Springfield High School (SHS) is a public comprehensive high school in Springfield, Ohio. It is administratively divided into five academies, but all classes are available to all students. The school was first established in 1911. In 1960 the High School divided into two separate high schools, Springfield North and Springfield South. SHS was re-established in 2008 as one High School.

History 

The school was founded in 1911, then split into two high schools (North and South) in the fall of 1960. South High kept the original Springfield High School building, located at 700 South Limestone Street near the city's downtown, which was modeled after the Library of Congress and renowned for its large white dome. South also kept Springfield High's nickname, "Wildcats," and school colors of navy and gold. North High, was nicknamed "Panthers" and used red, blue, and white as its school colors.  The two high schools shared Evans Stadium, which was used by Springfield High, until North High built its own stadium on the campus of its school.  In 2008, North and South merged back into "Springfield High School."  A new high school building and campus was built at the location of the old North High.

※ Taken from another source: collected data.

//! Fixtures shared by the integration tests.

#![allow(dead_code)]

use std::sync::Arc;

use ci_build_query::models::phid::{make_phid, BUILDABLE_TYPE, BUILD_PLAN_TYPE, BUILD_TARGET_TYPE, BUILD_TYPE};
use ci_build_query::{
    BuildStatus, CiBuild, CiBuildCommand, CiBuildPlan, CiBuildTarget, CiBuildable, MemoryStore,
    PolicyObject, Viewer,
};

pub const ALICE: &str = "PHID-USER-alice";

pub fn build_phid(id: i64) -> String {
    make_phid(BUILD_TYPE, id)
}

pub fn buildable_phid(name: &str) -> String {
    make_phid(BUILDABLE_TYPE, name)
}

pub fn plan_phid(name: &str) -> String {
    make_phid(BUILD_PLAN_TYPE, name)
}

pub fn build(id: i64, buildable: &str, plan: Option<&str>, generation: i32) -> CiBuild {
    CiBuild {
        id,
        phid: build_phid(id),
        buildable_phid: buildable_phid(buildable),
        build_plan_phid: plan.map(plan_phid),
        build_status: BuildStatus::Building.as_str().to_string(),
        build_generation: generation,
        create_date: None,
    }
}

pub fn with_status(mut build: CiBuild, status: BuildStatus) -> CiBuild {
    build.build_status = status.as_str().to_string();
    build
}

/// A buildable whose `view_policy` is either `public` or a user PHID.
pub fn buildable(id: i64, name: &str, view_policy: &str) -> CiBuildable {
    CiBuildable {
        id,
        phid: buildable_phid(name),
        object_phid: format!("PHID-CMIT-{name}"),
        container_phid: None,
        is_manual: false,
        view_policy: view_policy.to_string(),
        create_date: None,
    }
}

pub fn plan(id: i64, name: &str) -> CiBuildPlan {
    CiBuildPlan {
        id,
        phid: plan_phid(name),
        name: format!("Plan {name}"),
        plan_status: "active".to_string(),
        view_policy: "public".to_string(),
        create_date: None,
    }
}

pub fn command(id: i64, build_id: i64, command: &str) -> CiBuildCommand {
    CiBuildCommand {
        id,
        author_phid: ALICE.to_string(),
        target_phid: build_phid(build_id),
        command: command.to_string(),
        create_date: None,
    }
}

pub fn target(id: i64, build_id: i64, generation: i32) -> CiBuildTarget {
    CiBuildTarget {
        id,
        phid: make_phid(BUILD_TARGET_TYPE, id),
        build_phid: build_phid(build_id),
        build_generation: generation,
        name: format!("T{id}"),
        target_status: "passed".to_string(),
        create_date: None,
    }
}

/// `public` objects are visible to everyone; otherwise the policy names the
/// only user PHID allowed to see the object.
pub fn owner_policy(viewer: &Viewer, object: &PolicyObject) -> bool {
    let policy = object.view_policy();
    policy == "public" || viewer.user_phid.as_deref() == Some(policy)
}

pub fn store() -> MemoryStore {
    MemoryStore::with_policy(Arc::new(owner_policy))
}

The new Springfield High took the "Wildcats" nickname, adopted blue, gold and white as its colors and continues to use Evans Stadium for football. It also uses the on-campus stadium North High built for other sporting events. The school district uses the old Springfield High/South High building for administrative purposes, but is no longer allowed to be used for teaching or classroom purposes per state guidelines.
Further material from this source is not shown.